Food card snafu resolved

Along with the economic havoc wreaked by the coronavirus has come welcome assistance from local, state and federal governments. But getting that help to citizens can be a messy process.

A number of Louisa parents were excited earlier this month when they received electronic benefit cards in the mail that can be used at grocery stores. The cards, issued through Pandemic-EBT, a new federal program, are intended to offset the loss of free- and reduced-cost meals at Louisa County Public Schools.

The problem was that the cards had the wrong last names on them. Some residents were afraid to use them for fear of being accused of fraud.

“I don’t feel comfortable using it if it doesn’t have my name on it,” said Katherine Carter, a Louisa parent of two students. She knew at least three other parents in the same predicament.

When Carter called the Louisa Department of Human Services, staff there didn’t know what to tell her. While the Louisa agency administers EBT cards for people who receive SNAP, formerly known as food stamps, Pandemic-EBT is run by the state Department of Social Services using data from individual school systems.

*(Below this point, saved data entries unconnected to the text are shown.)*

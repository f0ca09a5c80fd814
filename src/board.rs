use esp_idf_svc::hal::{
    adc::{
        attenuation,
        oneshot::{config::AdcChannelConfig, AdcChannelDriver, AdcDriver},
        ADC1,
    },
    gpio::{ADCPin, Gpio2, Gpio3, Gpio4},
    peripheral::Peripheral,
};
use log::warn;

use crate::{
    configuration::MonitorConfig,
    sensors::{
        moisture_sensor::MoistureSensor, raindrop_sensor::RaindropSensor, sensor::AnalogInput,
        tmp36_sensor::Tmp36Sensor, Sensors,
    },
};

// The 12-bit samples are reduced to the 10-bit scale the sensor bounds use.
const RESOLUTION_SHIFT: u16 = 2;

pub struct AdcInput<'a, P: ADCPin<Adc = ADC1>> {
    channel: AdcChannelDriver<'a, P, &'a AdcDriver<'a, ADC1>>,
}

impl<'a, P: ADCPin<Adc = ADC1>> AdcInput<'a, P> {
    pub fn new(adc: &'a AdcDriver<'a, ADC1>, pin: impl Peripheral<P = P> + 'a) -> anyhow::Result<Self> {
        Ok(Self {
            channel: AdcChannelDriver::new(
                adc,
                pin,
                &AdcChannelConfig {
                    attenuation: attenuation::DB_11,
                    ..Default::default()
                },
            )?,
        })
    }
}

impl<'a, P: ADCPin<Adc = ADC1>> AnalogInput for AdcInput<'a, P> {
    fn read_raw_value(&mut self) -> i32 {
        match self.channel.read_raw() {
            Ok(raw) => (raw >> RESOLUTION_SHIFT) as i32,
            Err(e) => {
                warn!("ADC read failed: {e}");
                0
            }
        }
    }
}

// Temperature on GPIO2, raindrop on GPIO3, soil moisture on GPIO4.
pub type BoardSensors<'a> =
    Sensors<Tmp36Sensor<AdcInput<'a, Gpio2>>, AdcInput<'a, Gpio4>, AdcInput<'a, Gpio3>>;

pub fn build_sensors<'a>(
    adc: &'a AdcDriver<'a, ADC1>,
    temperature_pin: Gpio2,
    raindrop_pin: Gpio3,
    moisture_pin: Gpio4,
    config: &MonitorConfig,
) -> anyhow::Result<BoardSensors<'a>> {
    Ok(Sensors::new(
        Tmp36Sensor::new(AdcInput::new(adc, temperature_pin)?, config.tmp36_vref),
        MoistureSensor::new(AdcInput::new(adc, moisture_pin)?, config.moisture_bounds),
        RaindropSensor::new(
            AdcInput::new(adc, raindrop_pin)?,
            config.raindrop_bounds,
            config.rain_threshold,
        ),
    )
    .with_trace(config.trace_readings))
}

“When people have called about this, we’ve given them an 800 number to call, because the cards didn’t originate from us,” said Janice Allen, Louisa DHS director. 

By early last week, Randy Herman, Louisa County Public Schools nutrition director, realized what had happened. She sent parents a letter advising that new cards will be issued soon and they should throw away the ones with the wrong last names. Those cards will be deactivated.

“Although the cards were mailed to the correct families, we realize some families received cards with errors,” said Andrew Woolfolk, LCPS spokesman. “We apologize, but LCPS has taken immediate steps to correct this mistake.”